Georg Gewinner was born May 27, 1814, in Bayreuth, Bavaria to Johann Heinrich Gewinner (1775-1845) and Anna Margaretha née Schrödel (1778-1833).  After completing his basic education in Bayreuth, George set out in 1832 for Munich and completed an eight-year degree program in music.  In 1847, George married Victoria Schneider in Landau-in-der-Pfalz, Germany, after which in 1848 they emigrated to the United States.

George and Victoria had eight children in America, including:
 Amelia Anna Gewinner (1849-1940)
 Oscar Fred Gewinner (1851-1925)
 Otto N. Gewinner (1852-1907)
 Victoria Gewinner (1854-1856)
 Barbara Louisa Gewinner (1857-1932)
 Albert Edward Gewinner (1859-1940)
 Paulina Nannette Gewinner (1861- aft 1940)
 Isabelle Gewinner (1869-1925)

Like most immigrants, George began his new life in America working multiple jobs, in this case as a clock maker like his father, and as a performing musician.  From 1848 to 1858, the Gewinner family lived in New York City, Providence Rhode Island and Boston Massachusetts, where in Boston in the late 1850s, George Gewinner was conductor of the 'New Bedford Brass Band'.  George met Patrick Gilmore in Boston and joined his new Gilmore Band.  Gewinner and Gilmore lived just 6 miles apart, George in Malden Mass and Patrick in Boston. They had both immigrated to the US in 1848, both were active musicians in the Boston area in the late 1850s, and they reportedly became fast friends, a friendship that endured many decades.

Military 
With the onset of the American Civil War in April 1861, George Gewinner was drawn to service.  His close friend Patrick Gilmore was tasked by Governor John Andrew of Massachusetts to re-organize "military music-making" and named 'Bandmaster-general' by General Nathan P. Banks. On 3 Oct 1861, Patrick Gilmore enlisted full-time as Band Leader of the 24th Infantry regiment, and likely due to the strong friendship between the two men, George Gewinner enlisted exactly one week later on 10 Oct 1861 as 'Bandmaster and Chief Musician' with the 99th Infantry regiment.

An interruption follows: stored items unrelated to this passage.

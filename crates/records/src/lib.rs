//! Persisted records that reference hosted media.
//!
//! A record is an application document addressed by `(record_type, id)`
//! whose fields are a JSON object. The media flows only ever patch an
//! existing record through [`RecordStore::find_and_update_by_id`]; creating
//! and reading records is left to the embedding application.

pub mod error;
pub mod schema;
pub mod store;
pub mod types;

pub use {
    error::{Error, Result},
    schema::{FieldKind, RecordSchema, SchemaRegistry},
    store::{MemoryRecordStore, RecordStore, SqliteRecordStore},
    types::{MEDIA_URL_FIELD, Record},
};

/// Run database migrations for the records crate.
///
/// Creates the `records` table and indexes. Call at application startup
/// before using [`SqliteRecordStore`].
pub async fn run_migrations(pool: &sqlx::SqlitePool) -> Result<()> {
    sqlx::migrate!("./migrations")
        .set_ignore_missing(true)
        .run(pool)
        .await?;
    Ok(())
}
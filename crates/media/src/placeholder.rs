//! Campaign placeholder images.
//!
//! The host does the rendering: we upload a one-pixel PNG in the
//! background colour and ask for it to be filled to the target size with the
//! campaign title overlaid in the centre.

use {
    base64::{Engine as _, engine::general_purpose::STANDARD},
    mediahost_config::PlaceholderStyle,
};

use crate::image_ops::{parse_hex_color, solid_png};

/// Prefix of every placeholder public id.
pub const PUBLIC_ID_PREFIX: &str = "default-ad-";

/// Derive the placeholder public id for a title.
///
/// Every character outside `[A-Za-z0-9]` becomes `-` and the result is
/// lower-cased, so the same title always maps to the same id.
#[must_use]
pub fn placeholder_public_id(title: &str) -> String {
    let slug: String = title
        .chars()
        .map(|c| {
            if c.is_ascii_alphanumeric() {
                c.to_ascii_lowercase()
            } else {
                '-'
            }
        })
        .collect();
    format!("{PUBLIC_ID_PREFIX}{slug}")
}

/// Escape text for a `l_text:` overlay.
///
/// The text is percent-encoded; commas and slashes are encoded twice
/// because the host splits transformation strings on them before decoding.
#[must_use]
pub fn escape_overlay_text(text: &str) -> String {
    urlencoding::encode(text)
        .replace("%2C", "%252C")
        .replace("%2F", "%252F")
}

/// Build the incoming transformation: fill to size, then lay the title over
/// the centre.
#[must_use]
pub fn placeholder_transformation(title: &str, style: &PlaceholderStyle) -> String {
    let text_color = style.text_color.trim_start_matches('#');
    format!(
        "c_fill,h_{height},w_{width}/co_rgb:{text_color},l_text:{font}_{size}_bold:{text}/fl_layer_apply,g_center",
        height = style.height,
        width = style.width,
        font = escape_overlay_text(&style.font_family),
        size = style.font_size,
        text = escape_overlay_text(title),
    )
}

/// One-pixel PNG in the background colour, as a base64 data URI.
pub fn base_image_data_uri(style: &PlaceholderStyle) -> anyhow::Result<String> {
    let rgb = parse_hex_color(&style.background)?;
    let png = solid_png(1, 1, rgb)?;
    Ok(format!("data:image/png;base64,{}", STANDARD.encode(png)))
}
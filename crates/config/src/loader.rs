use std::path::{Path, PathBuf};

use {
    secrecy::Secret,
    tracing::{debug, warn},
};

use crate::{
    env_subst::substitute_env,
    error::{Context, Error, Result},
    schema::MediaHostConfig,
};

/// Standard config file names, checked in order.
const CONFIG_FILENAMES: &[&str] = &[
    "mediahost.toml",
    "mediahost.yaml",
    "mediahost.yml",
    "mediahost.json",
];

/// Load config from the given path (any supported format).
pub fn load_config(path: &Path) -> Result<MediaHostConfig> {
    let raw = std::fs::read_to_string(path).map_err(|e| Error::read(path, e))?;
    let raw = substitute_env(&raw);
    parse_config(&raw, path)
}

/// Discover and load config from standard locations, then overlay the
/// `CLOUDINARY_*` environment.
///
/// Search order:
/// 1. `./mediahost.{toml,yaml,yml,json}` (project-local)
/// 2. `~/.config/mediahost/mediahost.{toml,yaml,yml,json}` (user-global)
///
/// Falls back to `MediaHostConfig::default()` when no file is found or the
/// file fails to parse.
pub fn discover_and_load() -> MediaHostConfig {
    let mut config = MediaHostConfig::default();
    if let Some(path) = find_config_file() {
        debug!(path = %path.display(), "loading config");
        match load_config(&path) {
            Ok(cfg) => config = cfg,
            Err(e) => {
                warn!(path = %path.display(), error = %e, "failed to load config, using defaults");
            },
        }
    } else {
        debug!("no config file found, using defaults");
    }
    apply_env_overrides(&mut config);
    config
}

/// Overlay credentials from the process environment.
///
/// `CLOUDINARY_URL` is applied first; the individual variables win over it.
pub fn apply_env_overrides(config: &mut MediaHostConfig) {
    apply_env_overrides_with(config, |name| std::env::var(name).ok());
}

fn apply_env_overrides_with(
    config: &mut MediaHostConfig,
    lookup: impl Fn(&str) -> Option<String>,
) {
    let lookup = |name: &str| lookup(name).filter(|v| !v.trim().is_empty());

    if let Some(raw) = lookup("CLOUDINARY_URL") {
        match parse_cloudinary_url(&raw) {
            Ok((cloud, key, secret)) => {
                config.cloud_name = Some(cloud);
                config.api_key = Some(Secret::new(key));
                config.api_secret = Some(Secret::new(secret));
            },
            Err(e) => warn!(error = %e, "ignoring malformed CLOUDINARY_URL"),
        }
    }
    if let Some(cloud) = lookup("CLOUDINARY_CLOUD_NAME") {
        config.cloud_name = Some(cloud);
    }
    if let Some(key) = lookup("CLOUDINARY_API_KEY") {
        config.api_key = Some(Secret::new(key));
    }
    if let Some(secret) = lookup("CLOUDINARY_API_SECRET") {
        config.api_secret = Some(Secret::new(secret));
    }
}

/// Split `cloudinary://<api_key>:<api_secret>@<cloud_name>` into its parts.
pub fn parse_cloudinary_url(raw: &str) -> Result<(String, String, String)> {
    let parsed = url::Url::parse(raw.trim()).context("invalid CLOUDINARY_URL")?;
    if parsed.scheme() != "cloudinary" {
        return Err(Error::message(format!(
            "CLOUDINARY_URL must use the cloudinary:// scheme, got {}://",
            parsed.scheme()
        )));
    }
    let cloud = parsed
        .host_str()
        .filter(|h| !h.is_empty())
        .context("CLOUDINARY_URL has no cloud name")?;
    let key = Some(parsed.username())
        .filter(|u| !u.is_empty())
        .context("CLOUDINARY_URL has no api key")?;
    let secret = parsed
        .password()
        .filter(|p| !p.is_empty())
        .context("CLOUDINARY_URL has no api secret")?;
    Ok((cloud.to_string(), key.to_string(), secret.to_string()))
}

/// Find the first config file in standard locations.
fn find_config_file() -> Option<PathBuf> {
    // Project-local
    for name in CONFIG_FILENAMES {
        let p = PathBuf::from(name);
        if p.exists() {
            return Some(p);
        }
    }

    let config_dir = config_dir()?;
    CONFIG_FILENAMES
        .iter()
        .map(|name| config_dir.join(name))
        .find(|p| p.exists())
}

/// Returns the user-global config directory (`~/.config/mediahost/`).
pub fn config_dir() -> Option<PathBuf> {
    directories::ProjectDirs::from("", "", "mediahost").map(|d| d.config_dir().to_path_buf())
}

fn parse_config(raw: &str, path: &Path) -> Result<MediaHostConfig> {
    let ext = path.extension().and_then(|e| e.to_str()).unwrap_or("toml");

    match ext {
        "toml" => Ok(toml::from_str(raw)?),
        "yaml" | "yml" => Ok(serde_yaml::from_str(raw)?),
        "json" => Ok(serde_json::from_str(raw)?),
        _ => Err(Error::UnsupportedFormat(ext.to_string())),
    }
}
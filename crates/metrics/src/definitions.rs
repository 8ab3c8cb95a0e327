//! Metric name and label definitions.
//!
//! Centralizing these keeps names consistent between the media and records
//! crates and documents what is available to dashboards.

/// Media host metrics
pub mod media {
    /// Total number of successful uploads
    pub const UPLOADS_TOTAL: &str = "mediahost_uploads_total";
    /// Total number of failed uploads (local validation or host errors)
    pub const UPLOAD_ERRORS_TOTAL: &str = "mediahost_upload_errors_total";
    /// Upload round-trip duration in seconds
    pub const UPLOAD_DURATION_SECONDS: &str = "mediahost_upload_duration_seconds";
    /// Total bytes sent to the host
    pub const UPLOAD_BYTES_TOTAL: &str = "mediahost_upload_bytes_total";
    /// Total number of deletion requests
    pub const DELETIONS_TOTAL: &str = "mediahost_deletions_total";
    /// Total number of generated placeholders
    pub const PLACEHOLDERS_TOTAL: &str = "mediahost_placeholders_total";
    /// Uploads whose record update failed afterwards (asset left on the host)
    pub const ORPHANED_ASSETS_TOTAL: &str = "mediahost_orphaned_assets_total";
}

/// Record store metrics
pub mod records {
    /// Total number of record updates applied
    pub const UPDATES_TOTAL: &str = "mediahost_record_updates_total";
    /// Record updates that matched no record
    pub const NOT_FOUND_TOTAL: &str = "mediahost_record_not_found_total";
}

/// Common label keys
pub mod labels {
    pub const FOLDER: &str = "folder";
    pub const RECORD_TYPE: &str = "record_type";
    pub const RESULT: &str = "result";
    pub const ERROR_TYPE: &str = "error_type";
}
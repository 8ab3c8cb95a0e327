use std::time::{SystemTime, UNIX_EPOCH};

/// Milliseconds since the Unix epoch, saturating to zero on clock skew.
#[must_use]
pub fn now_ms() -> u64 {
    SystemTime::now()
        .duration_since(UNIX_EPOCH)
        .unwrap_or_default()
        .as_millis() as u64
}

/// Seconds since the Unix epoch. Used for signed request timestamps.
#[must_use]
pub fn now_secs() -> u64 {
    now_ms() / 1000
}
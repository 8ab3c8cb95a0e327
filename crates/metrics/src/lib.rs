//! Metrics for mediahost.
//!
//! Only names and labels live here. Recording goes through the `metrics`
//! facade, so nothing is exported until the embedding application installs
//! a recorder (Prometheus or otherwise).
//!
//! ```rust,ignore
//! use mediahost_metrics::{counter, labels, media};
//!
//! counter!(media::UPLOADS_TOTAL, labels::FOLDER => "blog-images").increment(1);
//! ```

mod definitions;

pub use definitions::*;

// Re-export metrics macros for convenience
pub use metrics::{counter, histogram};
use std::path::PathBuf;

#[derive(Debug, thiserror::Error)]
pub enum Error {
    #[error("failed to read {path}: {source}")]
    Read {
        path: PathBuf,
        #[source]
        source: std::io::Error,
    },
    #[error(transparent)]
    Toml(#[from] toml::de::Error),
    #[error(transparent)]
    Yaml(#[from] serde_yaml::Error),
    #[error(transparent)]
    Json(#[from] serde_json::Error),
    #[error("unsupported config format: .{0}")]
    UnsupportedFormat(String),
    #[error("{0}")]
    Message(String),
}

impl Error {
    #[must_use]
    pub fn read(path: impl Into<PathBuf>, source: std::io::Error) -> Self {
        Self::Read {
            path: path.into(),
            source,
        }
    }

    #[must_use]
    pub fn message(message: impl Into<String>) -> Self {
        Self::Message(message.into())
    }
}

impl mediahost_common::FromMessage for Error {
    fn from_message(message: String) -> Self {
        Self::Message(message)
    }
}

pub type Result<T> = std::result::Result<T, Error>;

mediahost_common::impl_context!();
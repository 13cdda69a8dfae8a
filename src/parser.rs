//! The event-driven parser core: drives a [`Tokenizer`], maintains a stack of
//! [`ParserState`] snapshots across group nesting, and calls into a [`Sink`]
//! as content is recognized.

use crate::dispatch::{self, Action, CapturedDestination, CharToggle, SkippedDestination};
use crate::document::{FontFamily, ImageFormat};
use crate::error::{Result, RtfError};
use crate::events::Sink;
use crate::format::CharacterSet;
use crate::position::Position;
use crate::state::ParserState;
use crate::stream::ByteStream;
use crate::token::{Token, TokenKind};
use crate::tokenizer::Tokenizer;

#[derive(Debug, Clone, Default)]
struct FontEntryBuilder {
    id: Option<u16>,
    name: String,
    family: FontFamily,
    charset: u8,
    dirty: bool,
}

#[derive(Debug, Clone, Copy, Default)]
struct ColorEntryBuilder {
    red: u8,
    green: u8,
    blue: u8,
    dirty: bool,
}

/// Which `\fonttbl`/`\colortbl`-style destination, if any, is currently
/// being captured into structured entries rather than just skipped.
enum TableCapture {
    None,
    FontTable { depth: usize, entry: FontEntryBuilder, next_id: u16 },
    ColorTable { depth: usize, entry: ColorEntryBuilder, next_id: u16 },
}

/// Which half of a `\field` (if any) the parser is currently inside.
///
/// `\fldinst` text never reaches `on_text` — it's accumulated here and
/// handed to the sink whole once the destination's group closes, so a
/// consumer can look for `HYPERLINK "..."` without having to reassemble it
/// from chunks itself. `\fldrslt` text is the field's visible rendering and
/// flows to `on_text`/`on_character` as usual; this only brackets it with
/// `on_field_result_start`/`on_field_result_end` so a consumer can tell which
/// runs belong to the field.
enum DestinationCapture {
    None,
    FieldInstruction { depth: usize, text: String },
    FieldResult { depth: usize },
}

/// An in-progress `\pict` destination. `data` accumulates raw bytes from
/// either hex-pair (`\'HH`) or `\bin` encoding — both land here as already
/// decoded bytes.
#[derive(Debug, Clone, Default)]
struct PictureBuild {
    depth: usize,
    format: ImageFormat,
    width: i32,
    height: i32,
    dimensions_in_pixels: bool,
    data: Vec<u8>,
    /// The high nibble of a hex-digit byte pair spanning across Text tokens
    /// (RTF picture data commonly wraps with newlines between pairs).
    pending_nibble: Option<u8>,
}

/// How the parser reacts to recoverable (`Lexical`/`Structural`) errors.
#[derive(Debug, Clone, Copy, PartialEq, Eq)]
pub enum RecoveryMode {
    /// Abort the parse on the first recoverable error.
    Strict,
    /// Skip to the next plausible synchronization point (the next
    /// `}`/`\sect`/`\par` at or above the current depth) and continue.
    Tolerant,
    /// Like `Tolerant`, but never aborts even on repeated failures; used by
    /// callers who would rather get partial output than nothing.
    Permissive,
}

impl Default for RecoveryMode {
    fn default() -> Self {
        RecoveryMode::Tolerant
    }
}

#[derive(Debug, Clone, Copy, PartialEq, Eq)]
pub struct ParserConfig {
    pub recovery: RecoveryMode,
    pub max_group_depth: usize,
}

impl Default for ParserConfig {
    fn default() -> Self {
        ParserConfig { recovery: RecoveryMode::Tolerant, max_group_depth: 100 }
    }
}

/// Where the skip-destination state machine currently sits.
///
/// `\*` marks the *next* destination control word as ignorable if this
/// crate doesn't otherwise recognize it; `PendingSkip` is the one-token gap
/// between seeing `\*` and seeing the control word that follows it.
#[derive(Debug, Clone, Copy, PartialEq, Eq)]
enum SkipState {
    Neutral,
    PendingSkip,
    SkipUntilGroupEnd { depth_at_skip: usize },
}

pub struct Parser<'a, 'sink> {
    tokenizer: Tokenizer<'a>,
    config: ParserConfig,
    stack: Vec<ParserState>,
    current: ParserState,
    skip: SkipState,
    sink: Sink<'sink>,
    /// One-token pushback, used by Unicode fallback skipping to stop at
    /// group delimiters without consuming them.
    pending: Option<Token>,
    table_capture: TableCapture,
    destination_capture: DestinationCapture,
    picture: Option<PictureBuild>,
}
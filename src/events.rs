//! The event interface the parser drives as it walks the token stream.
//!
//! Modeled as a struct of boxed closures rather than a trait so that both
//! the in-process [`crate::builder::DocumentBuilder`] and the C ABI shim
//! (which has to bridge to a caller-supplied function pointer plus opaque
//! user-data pointer) implement it the same way, with no vtable games on
//! the FFI side.

use crate::document::{FontFamily, ImageFormat};
use crate::format::{CharFormat, ParaFormat};

/// Callbacks invoked by the parser as it consumes tokens. Every field has a
/// default no-op so a consumer only interested in plain text can build one
/// with `..Sink::default()`.
pub struct Sink<'a> {
    pub on_group_start: Box<dyn FnMut() + 'a>,
    pub on_group_end: Box<dyn FnMut() + 'a>,
    pub on_text: Box<dyn FnMut(&str, &CharFormat, &ParaFormat) + 'a>,
    /// A single decoded Unicode scalar value, used for `\u` and `\'HH`
    /// escapes that don't coalesce into a surrounding text run.
    pub on_character: Box<dyn FnMut(char, &CharFormat, &ParaFormat) + 'a>,
    pub on_binary: Box<dyn FnMut(&[u8]) + 'a>,
    /// One completed `\fonttbl` entry.
    pub on_font_table_entry: Box<dyn FnMut(u16, String, FontFamily, u8) + 'a>,
    /// One completed `\colortbl` entry, in table order (its index is the id
    /// other control words reference via `\cfN`/`\cbN`).
    pub on_color_table_entry: Box<dyn FnMut(u16, u8, u8, u8) + 'a>,
    /// The full raw text of a `\fldinst` destination, once its group closes.
    pub on_field_instruction: Box<dyn FnMut(&str) + 'a>,
    pub on_field_result_start: Box<dyn FnMut() + 'a>,
    pub on_field_result_end: Box<dyn FnMut() + 'a>,
    /// `\trowd`: a new table row is starting.
    pub on_table_row_start: Box<dyn FnMut() + 'a>,
    /// One `\cellxN`: the cumulative right boundary, in twips, of the next
    /// undeclared cell in the row.
    pub on_table_cell_boundary: Box<dyn FnMut(i32) + 'a>,
    /// `\cell`: the cell whose content was just emitted is complete.
    pub on_table_cell_end: Box<dyn FnMut() + 'a>,
    /// `\row`: the row whose cells were just emitted is complete.
    pub on_table_row_end: Box<dyn FnMut() + 'a>,
    /// A `\pict` destination's image, once its group closes.
    pub on_image: Box<dyn FnMut(ImageFormat, i32, i32, bool, &[u8]) + 'a>,
    /// Non-fatal recovery notice; `on_error` never stops the parse.
    pub on_error: Box<dyn FnMut(&crate::error::RtfError) + 'a>,
}

impl<'a> Default for Sink<'a> {
    fn default() -> Self {
        Sink {
            on_group_start: Box::new(|| {}),
            on_group_end: Box::new(|| {}),
            on_text: Box::new(|_, _, _| {}),
            on_character: Box::new(|_, _, _| {}),
            on_binary: Box::new(|_| {}),
            on_font_table_entry: Box::new(|_, _, _, _| {}),
            on_color_table_entry: Box::new(|_, _, _, _| {}),
            on_field_instruction: Box::new(|_| {}),
            on_field_result_start: Box::new(|| {}),
            on_field_result_end: Box::new(|| {}),
            on_table_row_start: Box::new(|| {}),
            on_table_cell_boundary: Box::new(|_| {}),
            on_table_cell_end: Box::new(|| {}),
            on_table_row_end: Box::new(|| {}),
            on_image: Box::new(|_, _, _, _, _| {}),
            on_error: Box::new(|_| {}),
        }
    }
}

#[cfg(test)]
mod tests {
    use super::*;
    use std::cell::RefCell;
    use std::rc::Rc;

    #[test]
    fn default_sink_is_inert() {
        let mut sink = Sink::default();
        (sink.on_group_start)();
        (sink.on_text)("x", &CharFormat::default(), &ParaFormat::default());
    }

    #[test]
    fn captures_via_closures() {
        let seen = Rc::new(RefCell::new(String::new()));
        let seen2 = seen.clone();
        let mut sink = Sink { on_text: Box::new(move |t, _, _| seen2.borrow_mut().push_str(t)), ..Sink::default() };
        (sink.on_text)("hello", &CharFormat::default(), &ParaFormat::default());
        assert_eq!(*seen.borrow(), "hello");
    }
}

The 99th, known as the "Union Coast Guard", or "Bartlett's Naval Brigade", was initially organized by Colonel William A. Bartlett in New York City, though it included many men from Massachusetts. George served one year and mustered out of the 99th Infantry in August 1862, volunteering again with the 4th Massachusetts Cavalry, where he served as band leader through 1865.  Campaigns engaged by this unit during Gewinner's time include; Appomattox Campaign, 3rd Battle of Petersburg, Battle of High Bridge, and the Battle of Appomattox Courthouse.  It was reported that Gewinner's band played at the surrender of General Robert E. Lee to General Ulysses S. Grant at the McLean House near Appomattox Courthouse on April 9, 1865.  A few months after the surrender, George mustered out of service again in Boston, Massachusetts Sep 1865.

After the Civil War ended, Gewinner returned to 'private practice', but in March 1870 at the age of 55 he volunteered once more to serve the Army, this time enlisting in the 6th Infantry Regiment along with two of his sons, Oscar and Otto Gewinner.  George was again named 'Bandmaster' and 'Chief Musician'.  During the 1870s the 6th Infantry Regiment was deployed as a protective force to Ft. Buford where they saw action during the Indian Wars in the Dakota and Montana Territories.  When mustering out in August 1873, Gewinner found he had to defend himself again, but this time not from marauding native warriors - the threat came from his own leadership!

Trial 
In August 1873, George was charged with "disobedience to orders in violation of the 9th article of war", and a courts martial was convened at Fort Buford in the Dakota Territory.
According to the original courts martial transcript, George had been ordered by Lt. Col D. Huston Jr to turn his band music over to principal musician Henry Hellmich, but refused to do so on the grounds the music was his own personal property.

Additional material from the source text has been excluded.